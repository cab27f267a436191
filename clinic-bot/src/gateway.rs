//! Typed access to the clinic backend.
//!
//! Every call builds its own short-lived HTTP client, sends one request and returns either the
//! parsed JSON body or a [`GatewayError`]. A 2xx body of the form `{"error": "..."}` is reported
//! as [`GatewayError::Backend`], so callers never have to look for an error key themselves.

use async_trait::async_trait;
use reqwest::{Client, RequestBuilder, Response, multipart};
use serde::de::DeserializeOwned;
use serde_json::{Value, json};
use std::path::Path;
use tracing::{debug, error};

use crate::{
    config::Config,
    error::{GatewayError, GatewayResult},
    models::{AnalysisRecord, CategoriesEnvelope, DoctorRecord, FaqAnswer, InfoEnvelope, InfoRecord},
};

const INFO_PATH: &str = "info";
const CATEGORIES_PATH: &str = "categories";
const AUDIO_PATH: &str = "process_audio";

/// Backend endpoints that take a `{"text": ...}` body
#[derive(Debug, Clone, Copy, PartialEq, Eq)]
pub enum QueryEndpoint {
    DoctorsList,
    AnalysisList,
    Certificates,
    Faq,
}

impl QueryEndpoint {
    pub fn path(self) -> &'static str {
        match self {
            QueryEndpoint::DoctorsList => "doctors-list",
            QueryEndpoint::AnalysisList => "analysis-list",
            QueryEndpoint::Certificates => "analysis-list/certificates",
            QueryEndpoint::Faq => "faq",
        }
    }
}

/// Raw backend operations
#[async_trait]
pub trait Backend: Send + Sync {
    /// `GET /info`
    async fn fetch_info(&self) -> GatewayResult<Value>;

    /// `GET /categories`, authorized with the bearer secret
    async fn fetch_categories(&self) -> GatewayResult<Value>;

    /// `POST /<endpoint>` with `{"text": text}`
    async fn submit_query(&self, endpoint: QueryEndpoint, text: &str) -> GatewayResult<Value>;

    /// `POST /process_audio` with the WAV file as multipart field `file`
    async fn submit_audio(&self, path: &Path) -> GatewayResult<Value>;
}

/// The query sent to `analysis-list` for a search inside a category
pub fn analysis_query(category: &str, term: &str) -> String {
    format!("{category}.{term}")
}

fn decode<T: DeserializeOwned>(value: Value) -> GatewayResult<T> {
    Ok(serde_json::from_value(value)?)
}

/// Domain-typed helpers on top of any [`Backend`]
#[async_trait]
pub trait BackendExt: Backend {
    async fn clinic_info(&self) -> GatewayResult<InfoRecord> {
        let envelope: InfoEnvelope = decode(self.fetch_info().await?)?;
        Ok(envelope.info)
    }

    async fn analysis_categories(&self) -> GatewayResult<Vec<String>> {
        let envelope: CategoriesEnvelope = decode(self.fetch_categories().await?)?;
        Ok(envelope.categories)
    }

    async fn search_doctors(&self, name: &str) -> GatewayResult<Vec<DoctorRecord>> {
        decode(self.submit_query(QueryEndpoint::DoctorsList, name).await?)
    }

    async fn search_analyses(&self, category: &str, term: &str) -> GatewayResult<Vec<AnalysisRecord>> {
        let query = analysis_query(category, term);
        decode(self.submit_query(QueryEndpoint::AnalysisList, &query).await?)
    }

    async fn search_certificates(&self, category: &str) -> GatewayResult<Vec<AnalysisRecord>> {
        decode(self.submit_query(QueryEndpoint::Certificates, category).await?)
    }

    async fn ask_faq(&self, question: &str) -> GatewayResult<String> {
        let answer: FaqAnswer = decode(self.submit_query(QueryEndpoint::Faq, question).await?)?;
        Ok(answer.answer)
    }
}

impl<T: Backend + ?Sized> BackendExt for T {}

/// HTTP implementation of [`Backend`]
#[derive(Debug, Clone)]
pub struct BackendGateway {
    base_url: String,
    secret_key: Option<String>,
}

impl BackendGateway {
    pub fn new(base_url: impl Into<String>, secret_key: Option<String>) -> Self {
        Self {
            base_url: base_url.into().trim_end_matches('/').to_string(),
            secret_key,
        }
    }

    pub fn from_config(config: &Config) -> Self {
        Self::new(config.backend_url.clone(), config.secret_key.clone())
    }

    fn url(&self, path: &str) -> String {
        format!("{}/{}", self.base_url, path)
    }
}

async fn read_json(response: Response) -> GatewayResult<Value> {
    let status = response.status();
    if !status.is_success() {
        return Err(GatewayError::Status(status.as_u16()));
    }

    let body = response.bytes().await?;
    let value: Value = serde_json::from_slice(&body)?;

    if let Some(message) = value.get("error") {
        let message = message
            .as_str()
            .map(str::to_string)
            .unwrap_or_else(|| message.to_string());
        return Err(GatewayError::Backend(message));
    }

    Ok(value)
}

fn log_failure(path: &str) -> impl Fn(&GatewayError) + '_ {
    move |e| error!(endpoint = path, "backend request failed: {}", e)
}

async fn audio_form(path: &Path) -> GatewayResult<multipart::Form> {
    let bytes = tokio::fs::read(path).await?;
    let file_name = path
        .file_name()
        .and_then(|name| name.to_str())
        .unwrap_or("voice.wav")
        .to_string();

    let part = multipart::Part::bytes(bytes)
        .file_name(file_name)
        .mime_str("audio/wav")?;
    Ok(multipart::Form::new().part("file", part))
}

impl BackendGateway {
    async fn send(&self, path: &str, request: RequestBuilder) -> GatewayResult<Value> {
        let response = request.send().await?;
        debug!(endpoint = path, status = response.status().as_u16(), "backend responded");
        read_json(response).await
    }
}

#[async_trait]
impl Backend for BackendGateway {
    async fn fetch_info(&self) -> GatewayResult<Value> {
        let request = Client::new().get(self.url(INFO_PATH));
        self.send(INFO_PATH, request)
            .await
            .inspect_err(log_failure(INFO_PATH))
    }

    async fn fetch_categories(&self) -> GatewayResult<Value> {
        let secret = self
            .secret_key
            .as_deref()
            .ok_or(GatewayError::MissingSecret)
            .inspect_err(log_failure(CATEGORIES_PATH))?;

        let request = Client::new()
            .get(self.url(CATEGORIES_PATH))
            .bearer_auth(secret);
        self.send(CATEGORIES_PATH, request)
            .await
            .inspect_err(log_failure(CATEGORIES_PATH))
    }

    async fn submit_query(&self, endpoint: QueryEndpoint, text: &str) -> GatewayResult<Value> {
        let path = endpoint.path();
        debug!(endpoint = path, "submitting query");
        let request = Client::new()
            .post(self.url(path))
            .json(&json!({ "text": text }));
        self.send(path, request)
            .await
            .inspect_err(log_failure(path))
    }

    async fn submit_audio(&self, path: &Path) -> GatewayResult<Value> {
        let form = audio_form(path)
            .await
            .inspect_err(log_failure(AUDIO_PATH))?;
        let request = Client::new().post(self.url(AUDIO_PATH)).multipart(form);
        self.send(AUDIO_PATH, request)
            .await
            .inspect_err(log_failure(AUDIO_PATH))
    }
}

#[cfg(test)]
mod tests {
    use super::*;
    use axum::{
        Json, Router,
        body::Bytes,
        http::{HeaderMap, StatusCode, header},
        routing::{get, post},
    };

    async fn spawn_backend(router: Router) -> String {
        let listener = tokio::net::TcpListener::bind("127.0.0.1:0").await.unwrap();
        let addr = listener.local_addr().unwrap();
        tokio::spawn(async move {
            axum::serve(listener, router).await.unwrap();
        });
        format!("http://{addr}")
    }

    async fn categories(headers: HeaderMap) -> Result<Json<Value>, StatusCode> {
        match headers.get(header::AUTHORIZATION).and_then(|v| v.to_str().ok()) {
            Some("Bearer s3cret") => Ok(Json(json!({ "categories": ["Кровь", "Моча"] }))),
            _ => Err(StatusCode::UNAUTHORIZED),
        }
    }

    async fn doctors(Json(body): Json<Value>) -> Json<Value> {
        Json(json!([{
            "specialization": body["text"],
            "academic_degree": "к.м.н.",
            "type_visit": "первичный",
            "price": 1200
        }]))
    }

    async fn upload(headers: HeaderMap, body: Bytes) -> Result<Json<Value>, StatusCode> {
        let content_type = headers
            .get(header::CONTENT_TYPE)
            .and_then(|v| v.to_str().ok())
            .unwrap_or_default();
        let body = String::from_utf8_lossy(&body);

        let ok = content_type.starts_with("multipart/form-data")
            && body.contains("name=\"file\"")
            && body.contains("filename=\"voice_42.wav\"")
            && body.contains("audio/wav")
            && body.contains("RIFF");
        if ok {
            Ok(Json(json!({ "answer": "распознано" })))
        } else {
            Err(StatusCode::BAD_REQUEST)
        }
    }

    fn backend_router() -> Router {
        Router::new()
            .route(
                "/info",
                get(|| async { Json(json!({ "info": { "phone": "123", "addresses": [] } })) }),
            )
            .route("/categories", get(categories))
            .route("/doctors-list", post(doctors))
            .route(
                "/analysis-list",
                post(|| async { Json(json!({ "error": "Ошибка сервера" })) }),
            )
            .route(
                "/faq",
                post(|| async { (StatusCode::INTERNAL_SERVER_ERROR, "boom") }),
            )
            .route(
                "/analysis-list/certificates",
                post(|| async { "definitely not json" }),
            )
            .route("/process_audio", post(upload))
    }

    #[tokio::test]
    async fn test_fetch_info_returns_body() {
        let base = spawn_backend(backend_router()).await;
        let gateway = BackendGateway::new(format!("{base}/"), None);

        let info = gateway.clinic_info().await.unwrap();
        assert_eq!(info.phone.as_deref(), Some("123"));
        assert!(info.addresses.is_empty());
    }

    #[tokio::test]
    async fn test_categories_send_bearer_secret() {
        let base = spawn_backend(backend_router()).await;

        let authorized = BackendGateway::new(base.clone(), Some("s3cret".to_string()));
        assert_eq!(
            authorized.analysis_categories().await.unwrap(),
            vec!["Кровь".to_string(), "Моча".to_string()]
        );

        let wrong = BackendGateway::new(base.clone(), Some("nope".to_string()));
        assert!(matches!(
            wrong.analysis_categories().await,
            Err(GatewayError::Status(401))
        ));

        let missing = BackendGateway::new(base, None);
        assert!(matches!(
            missing.analysis_categories().await,
            Err(GatewayError::MissingSecret)
        ));
    }

    #[tokio::test]
    async fn test_query_posts_text_body() {
        let base = spawn_backend(backend_router()).await;
        let gateway = BackendGateway::new(base, None);

        let doctors = gateway.search_doctors("Кардиолог").await.unwrap();
        assert_eq!(doctors.len(), 1);
        assert_eq!(doctors[0].specialization, "Кардиолог");
        assert_eq!(doctors[0].price.to_string(), "1200");
    }

    #[tokio::test]
    async fn test_error_kinds_are_distinguished() {
        let base = spawn_backend(backend_router()).await;
        let gateway = BackendGateway::new(base, None);

        match gateway.search_analyses("Кровь", "ОАК").await {
            Err(GatewayError::Backend(message)) => assert_eq!(message, "Ошибка сервера"),
            other => panic!("expected backend error, got {other:?}"),
        }
        assert!(matches!(
            gateway.ask_faq("как сдать кровь?").await,
            Err(GatewayError::Status(500))
        ));
        assert!(matches!(
            gateway.search_certificates("справки (бассейн)").await,
            Err(GatewayError::Parse(_))
        ));
    }

    #[tokio::test]
    async fn test_unreachable_backend_is_transport_error() {
        let gateway = BackendGateway::new("http://127.0.0.1:1", None);
        assert!(matches!(
            gateway.fetch_info().await,
            Err(GatewayError::Transport(_))
        ));
    }

    #[tokio::test]
    async fn test_submit_audio_uploads_multipart_file() {
        let base = spawn_backend(backend_router()).await;
        let gateway = BackendGateway::new(base, None);

        let dir = tempfile::tempdir().unwrap();
        let path = dir.path().join("voice_42.wav");
        tokio::fs::write(&path, b"RIFF....WAVEfmt ").await.unwrap();

        let value = gateway.submit_audio(&path).await.unwrap();
        assert_eq!(value["answer"], "распознано");

        let missing = gateway.submit_audio(&dir.path().join("absent.wav")).await;
        assert!(matches!(missing, Err(GatewayError::Io(_))));
    }

    #[test]
    fn test_analysis_query_joins_with_dot() {
        assert_eq!(analysis_query("Кровь", "ферритин"), "Кровь.ферритин");
        assert_eq!(QueryEndpoint::Certificates.path(), "analysis-list/certificates");
    }
}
○ ○ ○ ○ ○ ○ ○
Your answer should be the lines above from the one containing "Err(GatewayError::Status(401))" through the one containing "async fn test_error_kinds_are_distinguished()", copied exactly and with both ends kept.

_WRITTEN SOLUTION_:
            Err(GatewayError::Status(401))
        ));

        let missing = BackendGateway::new(base, None);
        assert!(matches!(
            missing.analysis_categories().await,
            Err(GatewayError::MissingSecret)
        ));
    }

    #[tokio::test]
    async fn test_query_posts_text_body() {
        let base = spawn_backend(backend_router()).await;
        let gateway = BackendGateway::new(base, None);

        let doctors = gateway.search_doctors("Кардиолог").await.unwrap();
        assert_eq!(doctors.len(), 1);
        assert_eq!(doctors[0].specialization, "Кардиолог");
        assert_eq!(doctors[0].price.to_string(), "1200");
    }

    #[tokio::test]
    async fn test_error_kinds_are_distinguished() {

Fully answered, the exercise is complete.